- TASK OBJECTIVE:
Look through the data below for the string "InvalidLength", and copy every line where it turns up.

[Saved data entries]
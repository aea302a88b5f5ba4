//! Access credential
//!
//! A credential is exactly five ASCII decimal digits. It travels and is
//! stored in the clear and is compared byte for byte.

/// Number of bytes in a credential
pub const CREDENTIAL_LEN: usize = 5;

/// Credential the Control node holds before it is provisioned
///
/// Never accepted: verification fails while the node is uninitialized.
pub const DEFAULT_CREDENTIAL: [u8; CREDENTIAL_LEN] = *b"12345";

/// Errors when constructing a credential
#[derive(Debug, Clone, Copy, PartialEq, Eq)]
#[cfg_attr(feature = "defmt", derive(defmt::Format))]
pub enum CredentialError {
    /// Input was not exactly five bytes
    InvalidLength,
    /// A byte outside `'0'..='9'`
    NonDigit,
}

/// Five-digit access code
#[derive(Clone, Copy, PartialEq, Eq)]
pub struct Credential([u8; CREDENTIAL_LEN]);

impl Credential {
    /// Validate and wrap five digit bytes
    pub fn new(bytes: [u8; CREDENTIAL_LEN]) -> Result<Self, CredentialError> {
        if bytes.iter().all(u8::is_ascii_digit) {
            Ok(Self(bytes))
        } else {
            Err(CredentialError::NonDigit)
        }
    }

    /// Validate and wrap a slice of digit bytes
    pub fn from_slice(bytes: &[u8]) -> Result<Self, CredentialError> {
        let bytes: [u8; CREDENTIAL_LEN] = bytes
            .try_into()
            .map_err(|_| CredentialError::InvalidLength)?;
        Self::new(bytes)
    }

    /// Raw digit bytes, as sent on the wire
    pub fn as_bytes(&self) -> &[u8; CREDENTIAL_LEN] {
        &self.0
    }

    /// Compare against bytes received from the link
    ///
    /// Every byte is examined regardless of where the first difference is.
    pub fn matches(&self, candidate: &[u8; CREDENTIAL_LEN]) -> bool {
        self.0
            .iter()
            .zip(candidate.iter())
            .fold(0u8, |diff, (a, b)| diff | (a ^ b))
            == 0
    }
}

impl Default for Credential {
    fn default() -> Self {
        Self(DEFAULT_CREDENTIAL)
    }
}

impl TryFrom<[u8; CREDENTIAL_LEN]> for Credential {
    type Error = CredentialError;

    fn try_from(bytes: [u8; CREDENTIAL_LEN]) -> Result<Self, Self::Error> {
        Self::new(bytes)
    }
}

// Keep the digits out of logs
impl core::fmt::Debug for Credential {
    fn fmt(&self, f: &mut core::fmt::Formatter<'_>) -> core::fmt::Result {
        f.write_str("Credential(*****)")
    }
}

#[cfg(feature = "defmt")]
impl defmt::Format for Credential {
    fn format(&self, f: defmt::Formatter) {
        defmt::write!(f, "Credential(*****)")
    }
}
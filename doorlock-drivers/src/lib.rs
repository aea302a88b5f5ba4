//! Hardware driver implementations
//!
//! This crate provides concrete implementations of the traits defined
//! in doorlock-core on top of `embedded-hal` digital outputs and delays:
//!
//! - Latch actuator (DC motor behind an H-bridge)
//! - Buzzer on a GPIO pin
//! - Status LED on a GPIO pin

#![cfg_attr(not(test), no_std)]
#![deny(unsafe_code)]

pub mod actuator;
pub mod feedback;
pub mod indicator;

#[cfg(test)]
mod mock;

- TASK ANSWER:
    InvalidLength,
            .map_err(|_| CredentialError::InvalidLength)?;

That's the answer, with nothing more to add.